**Exercise prompt**
Would you transcribe all of the entries that follow, word for word?

**Information shown**
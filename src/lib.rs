//! AkashaSLAM - incremental 3D pose-graph SLAM
//!
//! # Architecture
//!
//! The crate is organized into 4 logical layers:
//!
//! ```text
//! ┌─────────────────────────────────────────────────────┐
//! │                    engine/                          │  ← Orchestration
//! │        (mapper, pose graph, solver, index)          │
//! └─────────────────────────────────────────────────────┘
//!                          │
//! ┌─────────────────────────────────────────────────────┐
//! │                  algorithms/                        │  ← Core algorithms
//! │              (cloud registration)                   │
//! └─────────────────────────────────────────────────────┘
//!                          │
//! ┌─────────────────────────────────────────────────────┐
//! │                   sensors/                          │  ← Sensor processing
//! │       (sensor contract, odometry, filtering)        │
//! └─────────────────────────────────────────────────────┘
//!                          │
//! ┌─────────────────────────────────────────────────────┐
//! │                     core/                           │  ← Foundation
//! │                 (types, math)                       │
//! └─────────────────────────────────────────────────────┘
//! ```
//!
//! # Data flow
//!
//! Timestamped measurements enter the [`GraphMapper`]. For each reading the
//! mapper consults the odometry source for the motion since the last
//! vertex, gates readings that barely moved, registers the measurement
//! against its predecessor through the owning [`Sensor`], and searches the
//! [`NeighborIndex`] for revisited places to close loops against. Vertices
//! and constraints are mirrored into the attached [`Solver`];
//! [`GraphMapper::optimize`] pulls the corrected poses back into the graph.
//!
//! # Example
//!
//! ```no_run
//! use akasha_slam::{
//!     GaussNewtonSolver, GraphMapper, GraphMapperConfig, PointCloudSensor,
//!     PointCloudSensorConfig, SolverConfig,
//! };
//! use std::sync::Arc;
//!
//! let mut mapper = GraphMapper::new(GraphMapperConfig::default());
//! mapper.register_sensor(Arc::new(PointCloudSensor::new(
//!     "velodyne",
//!     PointCloudSensorConfig::default(),
//! )));
//! mapper.set_solver(Box::new(GaussNewtonSolver::new(SolverConfig::default())));
//!
//! // feed measurements with mapper.add_reading(...), then:
//! mapper.optimize();
//! mapper.write_graph_to_file("trajectory").unwrap();
//! ```

// ============================================================================
// Layer 1: Core foundation (no internal deps)
// ============================================================================
pub mod core;

// ============================================================================
// Layer 2: Sensor processing (depends on core)
// ============================================================================
pub mod sensors;

// ============================================================================
// Layer 3: Algorithms (depends on core)
// ============================================================================
pub mod algorithms;

// ============================================================================
// Layer 4: SLAM engine (depends on all layers)
// ============================================================================
pub mod engine;

// ============================================================================
// Convenience re-exports (flat namespace for common use)
// ============================================================================

// Core types
pub use crate::core::math;
pub use crate::core::types::{
    Covariance, Measurement, MeasurementRef, Point3D, PointCloud3D, PointCloudMeasurement,
    Transform, TransformWithCovariance,
};

// Sensors
pub use sensors::{
    Odometry, OdometryBuffer, OdometryError, PointCloudSensor, PointCloudSensorConfig,
    Registration, Sensor, SensorError,
};
pub use sensors::preprocessing::VoxelFilter;

// Algorithms - Matching
pub use algorithms::matching::{GicpConfig, GicpMatcher, RegistrationResult};

// Engine
pub use engine::graph::{
    EdgeLabel, EdgeObject, GaussNewtonSolver, NeighborIndex, PoseGraph, Solver, SolverConfig,
    VertexId, VertexObject, ODOMETRY_SENSOR,
};
pub use engine::{GraphMapper, GraphMapperConfig};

**Answer for the task**
filename src/lib.rs
//! AkashaSLAM - incremental 3D pose-graph SLAM
//!
//! # Architecture
//!
//! The crate is organized into 4 logical layers:
//!
//! ```text
//! ┌─────────────────────────────────────────────────────┐
//! │                    engine/                          │  ← Orchestration
//! │        (mapper, pose graph, solver, index)          │
//! └─────────────────────────────────────────────────────┘
//!                          │
//! ┌─────────────────────────────────────────────────────┐
//! │                  algorithms/                        │  ← Core algorithms
//! │              (cloud registration)                   │
//! └─────────────────────────────────────────────────────┘
//!                          │
//! ┌─────────────────────────────────────────────────────┐
//! │                   sensors/                          │  ← Sensor processing
//! │       (sensor contract, odometry, filtering)        │
//! └─────────────────────────────────────────────────────┘
//!                          │
//! ┌─────────────────────────────────────────────────────┐
//! │                     core/                           │  ← Foundation
//! │                 (types, math)                       │
//! └─────────────────────────────────────────────────────┘
//! ```
//!
//! # Data flow
//!
//! Timestamped measurements enter the [`GraphMapper`]. For each reading the
//! mapper consults the odometry source for the motion since the last
//! vertex, gates readings that barely moved, registers the measurement
//! against its predecessor through the owning [`Sensor`], and searches the
//! [`NeighborIndex`] for revisited places to close loops against. Vertices
//! and constraints are mirrored into the attached [`Solver`];
//! [`GraphMapper::optimize`] pulls the corrected poses back into the graph.
//!
//! # Example
//!
//! ```no_run
//! use akasha_slam::{
//!     GaussNewtonSolver, GraphMapper, GraphMapperConfig, PointCloudSensor,
//!     PointCloudSensorConfig, SolverConfig,
//! };
//! use std::sync::Arc;
//!
//! let mut mapper = GraphMapper::new(GraphMapperConfig::default());
//! mapper.register_sensor(Arc::new(PointCloudSensor::new(
//!     "velodyne",
//!     PointCloudSensorConfig::default(),
//! )));
//! mapper.set_solver(Box::new(GaussNewtonSolver::new(SolverConfig::default())));
//!
//! // feed measurements with mapper.add_reading(...), then:
//! mapper.optimize();
//! mapper.write_graph_to_file("trajectory").unwrap();
//! ```

// ============================================================================
// Layer 1: Core foundation (no internal deps)
// ============================================================================
pub mod core;

// ============================================================================
// Layer 2: Sensor processing (depends on core)
// ============================================================================
pub mod sensors;

// ============================================================================
// Layer 3: Algorithms (depends on core)
// ============================================================================
pub mod algorithms;

// ============================================================================
// Layer 4: SLAM engine (depends on all layers)
// ============================================================================
pub mod engine;

// ============================================================================
// Convenience re-exports (flat namespace for common use)
// ============================================================================

// Core types
pub use crate::core::math;
pub use crate::core::types::{
    Covariance, Measurement, MeasurementRef, Point3D, PointCloud3D, PointCloudMeasurement,
    Transform, TransformWithCovariance,
};

// Sensors
pub use sensors::{
    Odometry, OdometryBuffer, OdometryError, PointCloudSensor, PointCloudSensorConfig,
    Registration, Sensor, SensorError,
};
pub use sensors::preprocessing::VoxelFilter;

// Algorithms - Matching
pub use algorithms::matching::{GicpConfig, GicpMatcher, RegistrationResult};

// Engine
pub use engine::graph::{
    EdgeLabel, EdgeObject, GaussNewtonSolver, NeighborIndex, PoseGraph, Solver, SolverConfig,
    VertexId, VertexObject, ODOMETRY_SENSOR,
};
pub use engine::{GraphMapper, GraphMapperConfig};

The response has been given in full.